Start of Input for this task
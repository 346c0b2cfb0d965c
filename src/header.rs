//! FINS header structures and node addressing.
//!
//! Every frame the gateway sends or receives starts with the same 10-byte
//! addressing header:
//!
//! | Byte | Field | Description |
//! |------|-------|-------------|
//! | 0 | ICF | Information Control Field |
//! | 1 | RSV | Reserved (always 0x00) |
//! | 2 | GCT | Gateway Count |
//! | 3 | DNA | Destination Network Address |
//! | 4 | DA1 | Destination Node Address |
//! | 5 | DA2 | Destination Unit Address |
//! | 6 | SNA | Source Network Address |
//! | 7 | SA1 | Source Node Address |
//! | 8 | SA2 | Source Unit Address |
//! | 9 | SID | Service ID |
//!
//! # Example
//!
//! ```
//! use fins_gateway::{FinsHeader, NodeAddress};
//!
//! let gateway = NodeAddress::new(0, 1, 0);
//! let plc = NodeAddress::new(0, 10, 0);
//!
//! let header = FinsHeader::new_command(plc, gateway, 0x01);
//! assert_eq!(header.to_bytes().len(), 10);
//! ```

use crate::error::{FinsError, Result};

/// FINS header size in bytes.
pub const FINS_HEADER_SIZE: usize = 10;

const ICF_COMMAND: u8 = 0x80;
const ICF_RESPONSE: u8 = 0xC0;
const GATEWAY_COUNT: u8 = 0x07;

/// Network/node/unit address of one FINS participant.
#[derive(Debug, Clone, Copy, PartialEq, Eq, Default)]
pub struct NodeAddress {
    /// Network address (0 = local network).
    pub network: u8,
    /// Node address.
    pub node: u8,
    /// Unit address (0 = CPU unit).
    pub unit: u8,
}

impl NodeAddress {
    /// Creates a new node address.
    pub fn new(network: u8, node: u8, unit: u8) -> Self {
        Self {
            network,
            node,
            unit,
        }
    }
}

/// FINS command/response header (10 bytes).
#[derive(Debug, Clone, Copy, PartialEq, Eq)]
pub struct FinsHeader {
    /// Information Control Field (0x80 command, 0xC0 response).
    pub icf: u8,
    /// Reserved byte.
    pub rsv: u8,
    /// Gateway Count.
    pub gct: u8,
    /// Destination Network Address.
    pub dna: u8,
    /// Destination Node Address.
    pub da1: u8,
    /// Destination Unit Address.
    pub da2: u8,
    /// Source Network Address.
    pub sna: u8,
    /// Source Node Address.
    pub sa1: u8,
    /// Source Unit Address.
    pub sa2: u8,
    /// Service ID, echoed by the PLC to match replies with requests.
    pub sid: u8,
}

impl FinsHeader {
    /// Creates a command header that requires a response.
    pub fn new_command(destination: NodeAddress, source: NodeAddress, sid: u8) -> Self {
        Self {
            icf: ICF_COMMAND,
            rsv: 0x00,
            gct: GATEWAY_COUNT,
            dna: destination.network,
            da1: destination.node,
            da2: destination.unit,
            sna: source.network,
            sa1: source.node,
            sa2: source.unit,
            sid,
        }
    }

    /// Builds the header a PLC would answer `request` with: source and
    /// destination swapped, SID echoed.
    pub fn response_to(request: &FinsHeader) -> Self {
        Self {
            icf: ICF_RESPONSE,
            rsv: 0x00,
            gct: request.gct,
            dna: request.sna,
            da1: request.sa1,
            da2: request.sa2,
            sna: request.dna,
            sa1: request.da1,
            sa2: request.da2,
            sid: request.sid,
        }
    }

    /// Serializes the header to bytes.
    pub fn to_bytes(self) -> [u8; FINS_HEADER_SIZE] {
        [
            self.icf, self.rsv, self.gct, self.dna, self.da1, self.da2, self.sna, self.sa1,
            self.sa2, self.sid,
        ]
    }

    /// Parses a header from the first 10 bytes of `data`.
    ///
    /// # Errors
    ///
    /// Returns `FinsError::InvalidResponse` if the slice is too short.
    pub fn from_bytes(data: &[u8]) -> Result<Self> {
        if data.len() < FINS_HEADER_SIZE {
            return Err(FinsError::invalid_response(format!(
                "header too short: expected {} bytes, got {}",
                FINS_HEADER_SIZE,
                data.len()
            )));
        }

        Ok(Self {
            icf: data[0],
            rsv: data[1],
            gct: data[2],
            dna: data[3],
            da1: data[4],
            da2: data[5],
            sna: data[6],
            sa1: data[7],
            sa2: data[8],
            sid: data[9],
        })
    }

    /// Returns whether this is a response header.
    pub fn is_response(self) -> bool {
        (self.icf & 0x40) != 0
    }

    /// Returns the destination node address.
    pub fn destination(self) -> NodeAddress {
        NodeAddress::new(self.dna, self.da1, self.da2)
    }

    /// Returns the source node address.
    pub fn source(self) -> NodeAddress {
        NodeAddress::new(self.sna, self.sa1, self.sa2)
    }
}
//! Completion settlement with the ERP.

use serde::Serialize;

use super::{Orchestrator, SyncError};
use crate::batch::{BatchRecord, HistoryRecord};
use crate::erp::{ConsumptionLine, ConsumptionReport};
use crate::store::EventLevel;

/// Outcome of a settlement run.
#[derive(Debug, Clone, Default, Serialize)]
pub struct SettlementReport {
    /// Completed batches awaiting settlement.
    pub examined: usize,
    /// Work orders closed in the ERP and archived.
    pub settled: Vec<String>,
    /// Work orders whose consumption the ERP refused.
    pub rejected: Vec<String>,
    /// Other per-batch failures.
    pub errors: Vec<String>,
}

/// Builds the consumption report for a completed batch.
///
/// Lines without an actual reading are left out rather than reported as zero.
pub fn consumption_report(record: &BatchRecord) -> ConsumptionReport {
    let lines = record
        .components
        .iter()
        .filter_map(|line| {
            line.actual.map(|quantity| ConsumptionLine {
                product_code: line.code.clone(),
                quantity,
            })
        })
        .collect();
    ConsumptionReport {
        finished_weight: record.actual_weight,
        lines,
    }
}

impl Orchestrator {
    pub(super) async fn settle_completed(&self) -> Result<SettlementReport, SyncError> {
        let pending = self.store.list_pending_settlement().await?;
        let mut report = SettlementReport {
            examined: pending.len(),
            ..Default::default()
        };

        for record in &pending {
            match self.settle_one(record).await {
                Ok(history) => report.settled.push(history.batch.work_order),
                Err(SyncError::Rejected { work_order, .. }) => report.rejected.push(work_order),
                Err(e) => {
                    tracing::error!(work_order = %record.work_order, error = %e, "settlement failed");
                    report.errors.push(format!("{}: {e}", record.work_order));
                }
            }
        }

        if !pending.is_empty() {
            tracing::info!(
                settled = report.settled.len(),
                rejected = report.rejected.len(),
                failed = report.errors.len(),
                "settlement finished"
            );
        }
        Ok(report)
    }

    /// Pushes consumption, closes the work order and archives the batch.
    ///
    /// A partially refused push leaves the batch pending; the refusal is
    /// recorded as an event so an operator can correct the ERP side.
    pub(super) async fn settle_one(&self, record: &BatchRecord) -> Result<HistoryRecord, SyncError> {
        let consumption = consumption_report(record);
        let ack = self
            .erp
            .push_consumption(&record.work_order, &record.equipment, &consumption)
            .await?;

        if !ack.fully_accepted() {
            let details = serde_json::json!({
                "accepted": ack.accepted,
                "rejected_components": ack.rejected_components,
            });
            tracing::warn!(
                work_order = %record.work_order,
                rejected = ?ack.rejected_components,
                "ERP refused consumption"
            );
            self.store
                .record_event(
                    EventLevel::Warn,
                    "consumption_rejected",
                    Some(&record.work_order),
                    "ERP refused part of the consumption report",
                    Some(&details),
                )
                .await?;
            return Err(SyncError::Rejected {
                work_order: record.work_order.clone(),
                components: ack.rejected_components,
            });
        }

        self.erp
            .mark_done(&record.work_order, record.finished_quantity())
            .await?;
        let history = self.store.settle_and_archive(record.id, None).await?;
        tracing::info!(work_order = %record.work_order, "batch settled");
        Ok(history)
    }
}

#[cfg(test)]
mod tests {
    use chrono::Utc;

    use super::*;
    use crate::batch::{ComponentKind, ComponentLine};

    fn line(code: &str, actual: Option<f64>) -> ComponentLine {
        ComponentLine {
            kind: ComponentKind::Solid,
            index: 1,
            code: code.into(),
            name: None,
            planned: 5.0,
            actual,
        }
    }

    #[test]
    fn test_unread_components_are_omitted() {
        let record = BatchRecord {
            id: 1,
            batch_number: 1,
            work_order: "WO-7".into(),
            equipment: "MIX01".into(),
            components: vec![line("FLOUR", Some(4.75)), line("SALT", None)],
            target_weight: 10.0,
            actual_weight: Some(9.8),
            progress: Some(100.0),
            stage_code: None,
            manufacturing_complete: true,
            operation_failed: false,
            erp_synced: false,
            erp_cancel_acked: false,
            last_telemetry_at: None,
            created_at: Utc::now(),
        };

        let report = consumption_report(&record);
        assert_eq!(report.finished_weight, Some(9.8));
        assert_eq!(report.lines.len(), 1);
        assert_eq!(report.lines[0].product_code, "FLOUR");
        assert_eq!(report.lines[0].quantity, 4.75);
    }
}
//! UDP transport layer for FINS communication.
//!
//! The transport only knows about datagrams and bytes: one exchange sends a
//! complete frame and waits, bounded by a timeout, for the next datagram.
//! A reply that arrives after its exchange timed out stays queued on the
//! socket; [`Transport::drain_pending`] and [`Transport::receive`] let the
//! client discard it and keep waiting for the reply it actually wants.
//!
//! [`Transport`] is the seam the rest of the gateway depends on, so the
//! [`SimulatedPlc`](crate::SimulatedPlc) can stand in for a real controller.
//!
//! # Constants
//!
//! - [`DEFAULT_FINS_PORT`] - Default FINS UDP port (9600)
//! - [`DEFAULT_TIMEOUT`] - Default timeout (2 seconds)
//! - [`MAX_PACKET_SIZE`] - Maximum UDP packet size (2048 bytes)

use std::io;
use std::net::SocketAddr;
use std::time::Duration;

use async_trait::async_trait;
use tokio::net::UdpSocket;

use crate::error::{FinsError, Result};

/// Default FINS UDP port.
pub const DEFAULT_FINS_PORT: u16 = 9600;

/// Default timeout for UDP operations.
pub const DEFAULT_TIMEOUT: Duration = Duration::from_secs(2);

/// Maximum UDP packet size for FINS.
pub const MAX_PACKET_SIZE: usize = 2048;

/// One request/one reply exchange with a PLC.
#[async_trait]
pub trait Transport: Send + Sync {
    /// Sends `frame` as a single datagram and returns the raw reply.
    ///
    /// # Errors
    ///
    /// `FinsError::Timeout` when no reply arrives in time, `FinsError::Io`
    /// for socket failures.
    async fn exchange(&self, frame: &[u8]) -> Result<Vec<u8>>;

    /// Waits for one more datagram without sending anything, bounded by the
    /// same timeout as [`exchange`](Transport::exchange).
    ///
    /// # Errors
    ///
    /// `FinsError::Timeout` when nothing arrives in time.
    async fn receive(&self) -> Result<Vec<u8>>;

    /// Discards datagrams already queued without waiting and returns how
    /// many were dropped.
    fn drain_pending(&self) -> usize {
        0
    }

    /// Human-readable description of the remote end, used in logs.
    fn describe(&self) -> String;
}

/// UDP transport for FINS communication.
pub struct UdpTransport {
    socket: UdpSocket,
    remote_addr: SocketAddr,
    timeout: Duration,
}

impl UdpTransport {
    /// Binds an ephemeral local port and connects it to the PLC address.
    ///
    /// # Errors
    ///
    /// Returns an I/O error if the socket cannot be created or connected.
    pub async fn connect(plc_addr: SocketAddr, timeout: Duration) -> Result<Self> {
        let bind_addr: SocketAddr = if plc_addr.is_ipv4() {
            (std::net::Ipv4Addr::UNSPECIFIED, 0).into()
        } else {
            (std::net::Ipv6Addr::UNSPECIFIED, 0).into()
        };
        let socket = UdpSocket::bind(bind_addr).await?;
        socket.connect(plc_addr).await?;

        tracing::debug!(
            remote = %plc_addr,
            local = ?socket.local_addr().ok(),
            timeout_ms = timeout.as_millis() as u64,
            "FINS UDP transport ready"
        );

        Ok(Self {
            socket,
            remote_addr: plc_addr,
            timeout,
        })
    }

    /// Returns the remote PLC address.
    pub fn remote_addr(&self) -> SocketAddr {
        self.remote_addr
    }

    /// Returns the configured reply timeout.
    pub fn timeout(&self) -> Duration {
        self.timeout
    }
}

#[async_trait]
impl Transport for UdpTransport {
    async fn exchange(&self, frame: &[u8]) -> Result<Vec<u8>> {
        self.socket.send(frame).await?;
        self.receive().await
    }

    async fn receive(&self) -> Result<Vec<u8>> {
        let mut buffer = vec![0u8; MAX_PACKET_SIZE];
        match tokio::time::timeout(self.timeout, self.socket.recv(&mut buffer)).await {
            Ok(Ok(size)) => {
                buffer.truncate(size);
                Ok(buffer)
            }
            Ok(Err(e)) if e.kind() == io::ErrorKind::TimedOut => Err(FinsError::Timeout),
            Ok(Err(e)) => Err(FinsError::Io(e)),
            Err(_elapsed) => Err(FinsError::Timeout),
        }
    }

    fn drain_pending(&self) -> usize {
        let mut buffer = [0u8; MAX_PACKET_SIZE];
        let mut drained = 0;
        while self.socket.try_recv(&mut buffer).is_ok() {
            drained += 1;
        }
        drained
    }

    fn describe(&self) -> String {
        format!("udp://{}", self.remote_addr)
    }
}

impl std::fmt::Debug for UdpTransport {
    fn fmt(&self, f: &mut std::fmt::Formatter<'_>) -> std::fmt::Result {
        f.debug_struct("UdpTransport")
            .field("remote_addr", &self.remote_addr)
            .field("local_addr", &self.socket.local_addr().ok())
            .field("timeout", &self.timeout)
            .finish()
    }
}

#[cfg(test)]
mod tests {
    use super::*;

    #[test]
    fn test_default_constants() {
        assert_eq!(DEFAULT_FINS_PORT, 9600);
        assert_eq!(DEFAULT_TIMEOUT, Duration::from_secs(2));
        assert_eq!(MAX_PACKET_SIZE, 2048);
    }

    #[tokio::test]
    async fn test_exchange_returns_reply() {
        let responder = UdpSocket::bind("127.0.0.1:0").await.unwrap();
        let responder_addr = responder.local_addr().unwrap();
        tokio::spawn(async move {
            let mut buf = [0u8; 64];
            let (n, peer) = responder.recv_from(&mut buf).await.unwrap();
            let mut reply = buf[..n].to_vec();
            reply.reverse();
            responder.send_to(&reply, peer).await.unwrap();
        });

        let transport = UdpTransport::connect(responder_addr, Duration::from_secs(1))
            .await
            .unwrap();
        let reply = transport.exchange(&[1, 2, 3]).await.unwrap();
        assert_eq!(reply, vec![3, 2, 1]);
    }

    #[tokio::test]
    async fn test_silent_peer_times_out() {
        // Bound but never answers.
        let silent = UdpSocket::bind("127.0.0.1:0").await.unwrap();
        let transport = UdpTransport::connect(silent.local_addr().unwrap(), Duration::from_millis(50))
            .await
            .unwrap();

        let err = transport.exchange(&[0x80]).await.unwrap_err();
        assert!(err.is_timeout(), "expected timeout, got {err:?}");
    }

    #[tokio::test]
    async fn test_receive_returns_late_datagram() {
        let responder = UdpSocket::bind("127.0.0.1:0").await.unwrap();
        let responder_addr = responder.local_addr().unwrap();
        tokio::spawn(async move {
            let mut buf = [0u8; 64];
            let (n, peer) = responder.recv_from(&mut buf).await.unwrap();
            tokio::time::sleep(Duration::from_millis(80)).await;
            responder.send_to(&buf[..n], peer).await.unwrap();
        });

        let transport = UdpTransport::connect(responder_addr, Duration::from_millis(40))
            .await
            .unwrap();
        assert!(transport.exchange(&[9, 9]).await.unwrap_err().is_timeout());

        let late = tokio::time::timeout(Duration::from_secs(1), async {
            loop {
                match transport.receive().await {
                    Ok(reply) => break reply,
                    Err(e) => assert!(e.is_timeout(), "unexpected error {e:?}"),
                }
            }
        })
        .await
        .unwrap();
        assert_eq!(late, vec![9, 9]);
        assert_eq!(transport.drain_pending(), 0);
    }

    #[tokio::test]
    async fn test_debug_output() {
        let addr: SocketAddr = "127.0.0.1:9600".parse().unwrap();
        let transport = UdpTransport::connect(addr, Duration::from_millis(100))
            .await
            .unwrap();
        let debug_str = format!("{:?}", transport);
        assert!(debug_str.contains("UdpTransport"));
        assert!(debug_str.contains("127.0.0.1:9600"));
        assert_eq!(transport.describe(), "udp://127.0.0.1:9600");
    }
}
End of Input for this task
What the task requires
Please give an exact restatement of only the lines from the beginning of the material above to the line with "Gateway Count |", inclusive.

Worked solution
repository 346c0b2cfb0d965c
filename src/header.rs
//! FINS header structures and node addressing.
//!
//! Every frame the gateway sends or receives starts with the same 10-byte
//! addressing header:
//!
//! | Byte | Field | Description |
//! |------|-------|-------------|
//! | 0 | ICF | Information Control Field |
//! | 1 | RSV | Reserved (always 0x00) |
//! | 2 | GCT | Gateway Count |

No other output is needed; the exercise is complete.